■ What to do ■
Across the listing below, work out how many lines include the word "readout". Give the number alone.

■ Source material ■
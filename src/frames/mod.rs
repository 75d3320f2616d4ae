//! Waveform frames
//!
//! A frame is a 2D array of samples, time ticks along the rows and channels
//! along the columns, stored in an archive under the key `frame_<tag>_<trigger>`.

use nalgebra::DMatrix;
use std::{fmt, path::PathBuf};

mod npz;
pub use npz::{ArrayInfo, NpzStore};

/// Prefix of the archive keys holding waveform frames
pub const FRAME_PREFIX: &str = "frame_";

#[derive(Debug, thiserror::Error)]
pub enum FrameError {
    #[error("frame {0:?} not found in the archive")]
    MissingKey(String),
    #[error("failed to access the archive {1:?}")]
    Io(#[source] std::io::Error, PathBuf),
    #[error("malformed archive {path:?}: {reason}")]
    Malformed { path: PathBuf, reason: String },
}
pub type Result<T> = std::result::Result<T, FrameError>;

/// Archive key of the frame with the given tag and trigger number
pub fn frame_key(tag: &str, trigger: u32) -> String {
    format!("{FRAME_PREFIX}{tag}_{trigger}")
}
/// Checks if the archive key refers to a waveform frame
pub fn is_frame_key(key: &str) -> bool {
    key.starts_with(FRAME_PREFIX)
}

/// Element type of the archived samples
#[derive(Debug, Clone, Copy, PartialEq, Eq, Default)]
pub enum SampleType {
    F32,
    #[default]
    F64,
    I8,
    I16,
    I32,
    I64,
    U8,
    U16,
    U32,
    U64,
}
impl SampleType {
    /// Parses the type part of a numpy type string, e.g. `f4` in `<f4`
    pub fn from_descr(descr: &str) -> Option<Self> {
        use SampleType::*;
        let code = descr.trim_start_matches(['<', '>', '|', '=']);
        Some(match code {
            "f4" => F32,
            "f8" => F64,
            "i1" => I8,
            "i2" => I16,
            "i4" => I32,
            "i8" => I64,
            "u1" => U8,
            "u2" => U16,
            "u4" => U32,
            "u8" => U64,
            _ => return None,
        })
    }
}
impl fmt::Display for SampleType {
    fn fmt(&self, f: &mut fmt::Formatter<'_>) -> fmt::Result {
        use SampleType::*;
        let name = match self {
            F32 => "float32",
            F64 => "float64",
            I8 => "int8",
            I16 => "int16",
            I32 => "int32",
            I64 => "int64",
            U8 => "uint8",
            U16 => "uint16",
            U32 => "uint32",
            U64 => "uint64",
        };
        write!(f, "{name}")
    }
}

/// Row-major samples of the 64-bit integer frames
///
/// `f64` holds integers exactly only up to 2^53.
#[derive(Debug, Clone, PartialEq)]
enum Integers {
    I64(Vec<i64>),
    U64(Vec<u64>),
}
impl Integers {
    fn sample_type(&self) -> SampleType {
        match self {
            Integers::I64(_) => SampleType::I64,
            Integers::U64(_) => SampleType::U64,
        }
    }
}

/// A waveform frame
#[derive(Debug, Clone, PartialEq)]
pub struct Frame {
    samples: DMatrix<f64>,
    sample_type: SampleType,
    integers: Option<Integers>,
}
impl Frame {
    pub fn new(samples: DMatrix<f64>) -> Self {
        Self {
            samples,
            sample_type: SampleType::default(),
            integers: None,
        }
    }
    /// Creates a frame from row-major samples
    pub fn from_row_slice(rows: usize, cols: usize, samples: &[f64]) -> Self {
        Self::new(DMatrix::from_row_slice(rows, cols, samples))
    }
    /// Creates a `int64` frame from row-major samples, the samples are kept exactly
    pub fn from_i64(rows: usize, cols: usize, samples: Vec<i64>) -> Self {
        let view: Vec<f64> = samples.iter().map(|&x| x as f64).collect();
        Self {
            samples: DMatrix::from_row_slice(rows, cols, &view),
            sample_type: SampleType::I64,
            integers: Some(Integers::I64(samples)),
        }
    }
    /// Creates a `uint64` frame from row-major samples, the samples are kept exactly
    pub fn from_u64(rows: usize, cols: usize, samples: Vec<u64>) -> Self {
        let view: Vec<f64> = samples.iter().map(|&x| x as f64).collect();
        Self {
            samples: DMatrix::from_row_slice(rows, cols, &view),
            sample_type: SampleType::U64,
            integers: Some(Integers::U64(samples)),
        }
    }
    pub fn sample_type(self, sample_type: SampleType) -> Self {
        let integers = self
            .integers
            .filter(|integers| integers.sample_type() == sample_type);
        Self {
            samples: self.samples,
            sample_type,
            integers,
        }
    }
    /// Exact row-major samples of a frame created with [Frame::from_i64]
    pub fn i64_samples(&self) -> Option<&[i64]> {
        match &self.integers {
            Some(Integers::I64(samples)) => Some(samples.as_slice()),
            _ => None,
        }
    }
    /// Exact row-major samples of a frame created with [Frame::from_u64]
    pub fn u64_samples(&self) -> Option<&[u64]> {
        match &self.integers {
            Some(Integers::U64(samples)) => Some(samples.as_slice()),
            _ => None,
        }
    }
    pub fn samples(&self) -> &DMatrix<f64> {
        &self.samples
    }
    pub fn element_type(&self) -> SampleType {
        self.sample_type
    }
    /// Number of time ticks
    pub fn rows(&self) -> usize {
        self.samples.nrows()
    }
    /// Number of channels
    pub fn cols(&self) -> usize {
        self.samples.ncols()
    }
    /// Iterator over the samples in row-major order
    pub fn row_major_iter(&self) -> impl Iterator<Item = f64> + '_ {
        let (rows, cols) = self.samples.shape();
        (0..rows).flat_map(move |i| (0..cols).map(move |j| self.samples[(i, j)]))
    }
    /// Returns the (min,max) of the samples
    pub fn minmax(&self) -> Option<(f64, f64)> {
        if self.samples.is_empty() {
            None
        } else {
            let min_value = self.samples.iter().cloned().fold(f64::INFINITY, f64::min);
            let max_value = self.samples.iter().cloned().fold(f64::NEG_INFINITY, f64::max);
            Some((min_value, max_value))
        }
    }
}

/// Keyed collection of waveform frames
pub trait FrameStore {
    /// Archive keys, in archive order
    fn keys(&self) -> Vec<String>;
    /// Returns the frame stored under `key`
    fn fetch(&mut self, key: &str) -> Result<Frame>;
    /// Replaces the content of the store with `frames`
    fn store(&mut self, frames: &[(String, Frame)]) -> Result<()>;
    /// Archive keys of the waveform frames, in archive order
    fn frame_keys(&self) -> Vec<String> {
        self.keys().into_iter().filter(|k| is_frame_key(k)).collect()
    }
}

/// In-memory frame store
#[derive(Debug, Default, Clone)]
pub struct MemoryStore {
    frames: Vec<(String, Frame)>,
}
impl MemoryStore {
    pub fn new() -> Self {
        Default::default()
    }
    /// Adds a frame, replacing any frame with the same key
    pub fn insert(&mut self, key: impl Into<String>, frame: Frame) -> &mut Self {
        let key = key.into();
        match self.frames.iter_mut().find(|(k, _)| *k == key) {
            Some((_, f)) => *f = frame,
            None => self.frames.push((key, frame)),
        }
        self
    }
    pub fn len(&self) -> usize {
        self.frames.len()
    }
    pub fn is_empty(&self) -> bool {
        self.frames.is_empty()
    }
    pub fn get(&self, key: &str) -> Option<&Frame> {
        self.frames.iter().find(|(k, _)| k == key).map(|(_, f)| f)
    }
}
impl FrameStore for MemoryStore {
    fn keys(&self) -> Vec<String> {
        self.frames.iter().map(|(k, _)| k.clone()).collect()
    }
    fn fetch(&mut self, key: &str) -> Result<Frame> {
        self.get(key)
            .cloned()
            .ok_or_else(|| FrameError::MissingKey(key.to_string()))
    }
    fn store(&mut self, frames: &[(String, Frame)]) -> Result<()> {
        self.frames = frames.to_vec();
        Ok(())
    }
}
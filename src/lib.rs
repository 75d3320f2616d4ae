//! # PCB strip readout tools
//!
//! Ideal wire geometry and waveform frame utilities for the PCB strip readout
//! test stand:
//!  - [wires]: ideal strip geometry of the 3 readout planes
//!  - [frames]: waveform frames archived in numpy `.npz` files
//!  - [plot] and [report]: frame intensity images assembled into paginated documents
//!  - [activity]: selection of the frames with signal in the collection channels

pub mod activity;
mod config;
mod error;
pub mod frames;
pub mod plot;
pub mod report;
pub mod wires;

pub use config::Config;
pub use error::{Error, Result};
pub use frames::{Frame, FrameStore, MemoryStore, NpzStore, FRAME_PREFIX};
use pcbro::{
    activity,
    plot::{self, Heatmap},
    report, wires, Config, FrameStore, NpzStore,
};
use env_logger::Env;
use std::path::PathBuf;
use structopt::StructOpt;

#[derive(Debug, StructOpt)]
#[structopt(
    name = "wirecell-pcbro",
    about = "PCB strip readout wire geometry and waveform frames"
)]
enum Opt {
    /// Generate an ideal "oneside wires" file
    ///
    /// columns: channel plane wire sx sy sz ex ey ez
    GenWires {
        /// Wire pitch [cm]
        #[structopt(short, long, default_value = "0.2")]
        pitch: f64,
        #[structopt(parse(from_os_str))]
        output_file: PathBuf,
    },
    /// Plot waveforms of a trigger from file
    PlotOne {
        /// Tag name
        #[structopt(short = "T", long, default_value = "gauss0")]
        tag: String,
        /// Trigger number
        #[structopt(short = "t", long, default_value = "31")]
        trigger: u32,
        /// Aspect ratio
        #[structopt(short, long, default_value = "1.0")]
        aspect: f64,
        /// Output file (.pdf or .tex), plot.pdf with the `pdf` feature and plot.tex otherwise
        #[structopt(short, long, parse(from_os_str))]
        output: Option<PathBuf>,
        #[structopt(parse(from_os_str))]
        npzfile: PathBuf,
    },
    /// Plot waveforms of all the triggers from file, one per page
    PlotMany {
        /// Aspect ratio
        #[structopt(short, long, default_value = "1.0")]
        aspect: f64,
        /// Output file (.pdf or .tex), plot.pdf with the `pdf` feature and plot.tex otherwise
        #[structopt(short, long, parse(from_os_str))]
        output: Option<PathBuf>,
        #[structopt(parse(from_os_str))]
        npzfile: PathBuf,
    },
    /// Save the frames with activity in the collection channels to a new file
    Activity {
        /// Threshold on the sum of values above minimum
        #[structopt(short, long, default_value = "5000")]
        threshold: f64,
        /// Minimum sample value to be included in sum
        #[structopt(short, long, default_value = "5")]
        minimum: f64,
        #[structopt(parse(from_os_str))]
        npzfile: PathBuf,
        #[structopt(parse(from_os_str))]
        npzout: PathBuf,
    },
    /// List the arrays in file, frames are marked with `*`
    ListFrames {
        #[structopt(parse(from_os_str))]
        npzfile: PathBuf,
    },
}

fn run(opt: Opt) -> pcbro::Result<()> {
    match opt {
        Opt::GenWires { pitch, output_file } => {
            let config = Config::default().pitch(pitch);
            wires::write_wires(&output_file, &config)?;
        }
        Opt::PlotOne {
            tag,
            trigger,
            aspect,
            output,
            npzfile,
        } => {
            let output = output.unwrap_or_else(|| PathBuf::from(report::DEFAULT_OUTPUT));
            let mut store = NpzStore::open(&npzfile)?;
            let heatmap = Heatmap::default().aspect(aspect);
            plot::plot_one(&mut store, &tag, trigger, &heatmap, &output)?;
            log::info!("{:?} written", output);
        }
        Opt::PlotMany {
            aspect,
            output,
            npzfile,
        } => {
            let output = output.unwrap_or_else(|| PathBuf::from(report::DEFAULT_OUTPUT));
            let mut store = NpzStore::open(&npzfile)?;
            let heatmap = Heatmap::default().aspect(aspect);
            let n_page = plot::plot_many(&mut store, &heatmap, &output)?;
            log::info!("{:?} written with {} pages", output, n_page);
        }
        Opt::Activity {
            threshold,
            minimum,
            npzfile,
            npzout,
        } => {
            let config = Config::default().threshold(threshold).minimum(minimum);
            let mut input = NpzStore::open(&npzfile)?;
            let mut output = NpzStore::create(&npzout);
            let kept = activity::filter(&mut input, &mut output, &config)?;
            log::info!(
                "{} of {} frames saved to {:?}",
                kept.len(),
                input.frame_keys().len(),
                npzout
            );
        }
        Opt::ListFrames { npzfile } => {
            let mut store = NpzStore::open(&npzfile)?;
            for info in store.describe()? {
                println!("{}", info);
            }
        }
    }
    Ok(())
}

/// Logger showing warnings and errors unless `env` sets a filter
fn logger(env: Env) -> env_logger::Builder {
    env_logger::Builder::from_env(env.default_filter_or("warn"))
}

fn main() -> anyhow::Result<()> {
    logger(Env::default()).init();
    let opt = Opt::from_args();
    run(opt)?;
    Ok(())
}
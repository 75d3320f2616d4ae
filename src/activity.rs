//! Frame activity filter
//!
//! The activity of a frame is the sum of the baseline subtracted samples of the
//! collection channels (the left half of the frame) that are above a minimum value.
//! The baseline of a channel is the median of its samples.

use crate::{
    frames::{Frame, FrameStore, Result},
    Config,
};

/// Median of the values, the mean of the 2 middle values for an even count
pub fn median(mut values: Vec<f64>) -> f64 {
    if values.is_empty() {
        return f64::NAN;
    }
    values.sort_by(|a, b| a.total_cmp(b));
    let n = values.len();
    if n % 2 == 1 {
        values[n / 2]
    } else {
        0.5 * (values[n / 2 - 1] + values[n / 2])
    }
}

/// Returns the activity of the frame
pub fn activity(frame: &Frame, minimum: f64) -> f64 {
    let collection = frame.samples().columns(0, frame.cols() / 2);
    let mut sum = 0f64;
    for channel in collection.column_iter() {
        let baseline = median(channel.iter().cloned().collect());
        sum += channel
            .iter()
            .map(|x| x - baseline)
            .filter(|&x| x > minimum)
            .sum::<f64>();
    }
    sum
}

/// Copies the frames of `input` with an activity reaching `config.threshold`
/// into `output`, returns the keys of the copied frames
///
/// The output store is written even if no frame is kept.
pub fn filter<I, O>(input: &mut I, output: &mut O, config: &Config) -> Result<Vec<String>>
where
    I: FrameStore,
    O: FrameStore,
{
    let mut kept = vec![];
    for key in input.frame_keys() {
        let frame = input.fetch(&key)?;
        let act = activity(&frame, config.minimum);
        log::debug!("{key}: activity {act}");
        if act < config.threshold {
            continue;
        }
        log::info!("save {key}");
        kept.push((key, frame));
    }
    output.store(&kept)?;
    Ok(kept.into_iter().map(|(key, _)| key).collect())
}

#[cfg(test)]
mod tests {
    use super::*;
    use crate::frames::{frame_key, MemoryStore, NpzStore, SampleType};

    /// 10 ticks by 4 channels, a pulse on the first channel
    fn pulse(height: f64) -> Frame {
        let mut samples = vec![3f64; 40];
        for tick in 4..7 {
            samples[tick * 4] += height;
        }
        Frame::from_row_slice(10, 4, &samples)
    }

    #[test]
    fn medians() {
        assert_eq!(median(vec![3., 1., 2.]), 2.);
        assert_eq!(median(vec![4., 1., 3., 2.]), 2.5);
        assert!(median(vec![]).is_nan());
    }

    #[test]
    fn zero_frame() {
        let frame = Frame::from_row_slice(10, 10, &[0.; 100]);
        assert_eq!(activity(&frame, 5.), 0.);
        let mut input = MemoryStore::new();
        input.insert("frame_zero_1", frame);
        let mut output = MemoryStore::new();
        assert!(filter(&mut input, &mut output, &Config::default())
            .unwrap()
            .is_empty());
        assert!(output.is_empty());
    }

    #[test]
    fn baseline_subtraction() {
        // baseline is 3, the pulse is 3 ticks of 100 above it
        assert_eq!(activity(&pulse(100.), 5.), 300.);
        // samples must be strictly above the minimum
        assert_eq!(activity(&pulse(5.), 5.), 0.);
        assert_eq!(activity(&pulse(6.), 5.), 18.);
    }

    #[test]
    fn right_half_ignored() {
        let mut samples = vec![0f64; 40];
        for tick in 0..3 {
            samples[tick * 4 + 3] = 1e4;
        }
        assert_eq!(activity(&Frame::from_row_slice(10, 4, &samples), 5.), 0.);
    }

    #[test]
    fn thresholds() {
        let mut input = MemoryStore::new();
        input
            .insert(frame_key("gauss0", 1), pulse(2000.))
            .insert(frame_key("gauss0", 2), pulse(1000.))
            .insert("channels_gauss0_1", pulse(2000.));
        let mut output = MemoryStore::new();
        let kept = filter(&mut input, &mut output, &Config::default()).unwrap();
        assert_eq!(kept, vec!["frame_gauss0_1"]);
        assert_eq!(output.keys(), kept);
        // kept unmodified, full width
        assert_eq!(output.get("frame_gauss0_1"), Some(&pulse(2000.)));

        let config = Config::default().threshold(3000.);
        filter(&mut input, &mut output, &config).unwrap();
        assert_eq!(output.keys(), vec!["frame_gauss0_1", "frame_gauss0_2"]);
        let config = Config::default().minimum(1500.);
        filter(&mut input, &mut output, &config).unwrap();
        assert_eq!(output.keys(), vec!["frame_gauss0_1"]);
    }

    #[test]
    fn idempotent() {
        let mut input = MemoryStore::new();
        for k in 0..6 {
            input.insert(frame_key("orig", k), pulse(1000. * k as f64));
        }
        let config = Config::default();
        let mut once = MemoryStore::new();
        filter(&mut input, &mut once, &config).unwrap();
        let mut twice = MemoryStore::new();
        filter(&mut once.clone(), &mut twice, &config).unwrap();
        assert_eq!(once.keys(), twice.keys());
        assert_eq!(once.keys(), vec!["frame_orig_2", "frame_orig_3", "frame_orig_4", "frame_orig_5"]);
    }

    #[test]
    fn npz_archives() {
        let scratch = |name: &str| {
            std::env::temp_dir().join(format!("pcbro-activity-{}-{}.npz", name, std::process::id()))
        };
        let (input_path, output_path) = (scratch("in"), scratch("out"));
        let frames = vec![
            (frame_key("gauss0", 1), pulse(2000.).sample_type(SampleType::I16)),
            (frame_key("gauss0", 2), pulse(10.).sample_type(SampleType::I16)),
            ("channels_gauss0_1".to_string(), pulse(2000.)),
        ];
        NpzStore::create(&input_path).store(&frames).unwrap();

        let mut input = NpzStore::open(&input_path).unwrap();
        let mut output = NpzStore::create(&output_path);
        let kept = filter(&mut input, &mut output, &Config::default()).unwrap();
        assert_eq!(kept, vec!["frame_gauss0_1"]);

        let mut output = NpzStore::open(&output_path).unwrap();
        assert_eq!(output.keys(), kept);
        let frame = output.fetch("frame_gauss0_1").unwrap();
        assert_eq!(frame, frames[0].1);
        assert_eq!(frame.element_type(), SampleType::I16);
        std::fs::remove_file(&input_path).unwrap();
        std::fs::remove_file(&output_path).unwrap();
    }
}
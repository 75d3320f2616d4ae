//! Waveform frame plots
//!
//! Frames are drawn as intensity images, channels along the horizontal axis
//! and time ticks along the vertical axis with the first tick at the bottom.
//! A red vertical line separates the induction (right) and collection (left)
//! channels.

use crate::{
    frames::{frame_key, Frame, FrameError, FrameStore},
    report::{Document, ReportError},
};
use indicatif::ProgressBar;
use plotters::prelude::*;
use std::path::{Path, PathBuf};

#[derive(Debug, thiserror::Error)]
pub enum PlotError {
    #[error("failed to draw {1:?}: {0}")]
    Drawing(String, PathBuf),
    #[error("failed to read the frame")]
    Frame(#[from] FrameError),
    #[error("failed to assemble the document")]
    Report(#[from] ReportError),
}
type Result<T> = std::result::Result<T, PlotError>;

/// Frame page renderer
pub trait Render {
    /// Renders the frame stored under `key` into the image file `path`
    fn render(&self, key: &str, frame: &Frame, path: &Path) -> Result<()>;
}

const COLORBAR_WIDTH: u32 = 120;
const COLORBAR_STEPS: usize = 256;

/// Intensity image of a frame with a color bar
#[derive(Debug, Clone)]
pub struct Heatmap {
    aspect: f64,
    width: u32,
    annotate: bool,
}
impl Default for Heatmap {
    fn default() -> Self {
        Self {
            aspect: 1.,
            width: 800,
            annotate: true,
        }
    }
}
impl Heatmap {
    /// Height to width ratio of a sample cell
    pub fn aspect(self, aspect: f64) -> Self {
        Self { aspect, ..self }
    }
    /// Width of the image area in pixels
    pub fn width(self, width: u32) -> Self {
        Self { width, ..self }
    }
    /// Draws title, axes and color bar labels
    pub fn annotate(self, annotate: bool) -> Self {
        Self { annotate, ..self }
    }
    /// Figure size in pixels
    pub fn size(&self, frame: &Frame) -> (u32, u32) {
        let cell = self.width as f64 / frame.cols().max(1) as f64;
        let height = (frame.rows() as f64 * cell * self.aspect).round() as u32;
        let height = height.clamp(self.width / 4, self.width * 4);
        (self.width + COLORBAR_WIDTH, height)
    }
}
/// End points of the line separating the collection and induction channels
///
/// The line runs through the centers of column `cols/2`, from the first to the last tick.
fn midline(frame: &Frame) -> [(f64, f64); 2] {
    let x = (frame.cols() / 2) as f64 + 0.5;
    [(x, 0.5), (x, frame.rows().max(1) as f64 - 0.5)]
}

impl Render for Heatmap {
    fn render(&self, key: &str, frame: &Frame, path: &Path) -> Result<()> {
        let drawing = |e: &dyn std::fmt::Display| PlotError::Drawing(e.to_string(), path.to_path_buf());
        let (rows, cols) = (frame.rows(), frame.cols());
        let (min_value, max_value) = frame.minmax().unwrap_or((0., 0.));
        let range = max_value - min_value;
        let color = |value: f64| {
            let u = if range > 0. {
                (value - min_value) / range
            } else {
                0.5
            };
            let c = colorous::VIRIDIS.eval_continuous(u);
            RGBColor(c.r, c.g, c.b)
        };
        let label_size = if self.annotate { 40 } else { 0 };

        let size = self.size(frame);
        let root = BitMapBackend::new(path, size).into_drawing_area();
        root.fill(&WHITE).map_err(|e| drawing(&e))?;
        let (image_area, bar_area) = root.split_horizontally(size.0 - COLORBAR_WIDTH);

        let mut builder = ChartBuilder::on(&image_area);
        builder
            .margin(10)
            .set_label_area_size(LabelAreaPosition::Left, label_size)
            .set_label_area_size(LabelAreaPosition::Bottom, label_size);
        if self.annotate {
            builder.caption(key, ("sans-serif", 16));
        }
        let mut chart = builder
            .build_cartesian_2d(0f64..cols.max(1) as f64, 0f64..rows.max(1) as f64)
            .map_err(|e| drawing(&e))?;
        if self.annotate {
            chart
                .configure_mesh()
                .disable_mesh()
                .x_desc("Channel")
                .y_desc("Tick")
                .draw()
                .map_err(|e| drawing(&e))?;
        }
        let samples = frame.samples();
        chart
            .draw_series(
                (0..rows)
                    .flat_map(|i| (0..cols).map(move |j| (i, j)))
                    .map(|(i, j)| {
                        let (x, y) = (j as f64, i as f64);
                        Rectangle::new([(x, y), (x + 1., y + 1.)], color(samples[(i, j)]).filled())
                    }),
            )
            .map_err(|e| drawing(&e))?;
        chart
            .draw_series(LineSeries::new(midline(frame), &RED))
            .map_err(|e| drawing(&e))?;

        let (lo, hi) = if range > 0. {
            (min_value, max_value)
        } else {
            (min_value - 0.5, min_value + 0.5)
        };
        let mut bar = ChartBuilder::on(&bar_area)
            .margin(10)
            .margin_top(if self.annotate { 36 } else { 10 })
            .margin_bottom(10 + label_size)
            .set_label_area_size(LabelAreaPosition::Right, label_size + 20)
            .build_cartesian_2d(0f64..1f64, lo..hi)
            .map_err(|e| drawing(&e))?;
        if self.annotate {
            bar.configure_mesh()
                .disable_mesh()
                .disable_x_axis()
                .draw()
                .map_err(|e| drawing(&e))?;
        }
        let step = (hi - lo) / COLORBAR_STEPS as f64;
        bar.draw_series((0..COLORBAR_STEPS).map(|k| {
            let y = lo + k as f64 * step;
            Rectangle::new([(0., y), (1., y + step)], color(y + 0.5 * step).filled())
        }))
        .map_err(|e| drawing(&e))?;

        root.present().map_err(|e| drawing(&e))?;
        Ok(())
    }
}

fn render_page<S, R>(store: &mut S, key: &str, renderer: &R, document: &mut Document) -> Result<PathBuf>
where
    S: FrameStore,
    R: Render,
{
    let frame = store.fetch(key)?;
    log::info!("{key}: {}x{}", frame.rows(), frame.cols());
    let page = document.next_page()?;
    renderer.render(key, &frame, &page)?;
    Ok(page)
}

/// Renders the frames stored under `keys`, one page per frame
///
/// Nothing is written if any of the frames fails to render.
pub fn plot_frames<S, R>(store: &mut S, keys: &[String], renderer: &R, output: &Path) -> Result<usize>
where
    S: FrameStore,
    R: Render,
{
    let mut document = Document::new(output)?;
    let pb = ProgressBar::new(keys.len() as u64);
    for key in keys {
        match render_page(store, key, renderer, &mut document) {
            Ok(page) => document.push(page),
            Err(e) => {
                pb.abandon();
                document.discard()?;
                return Err(e);
            }
        }
        pb.inc(1);
    }
    pb.finish_and_clear();
    Ok(document.save()?)
}

/// Plots the frame of a given tag and trigger
pub fn plot_one<S, R>(store: &mut S, tag: &str, trigger: u32, renderer: &R, output: &Path) -> Result<usize>
where
    S: FrameStore,
    R: Render,
{
    let key = frame_key(tag, trigger);
    if !store.keys().contains(&key) {
        return Err(FrameError::MissingKey(key).into());
    }
    plot_frames(store, &[key], renderer, output)
}

/// Plots all the frames in the store, in store order
pub fn plot_many<S, R>(store: &mut S, renderer: &R, output: &Path) -> Result<usize>
where
    S: FrameStore,
    R: Render,
{
    let keys = store.keys();
    log::info!("{:?}", keys);
    let frame_keys = store.frame_keys();
    plot_frames(store, &frame_keys, renderer, output)
}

■ Answer space ■
4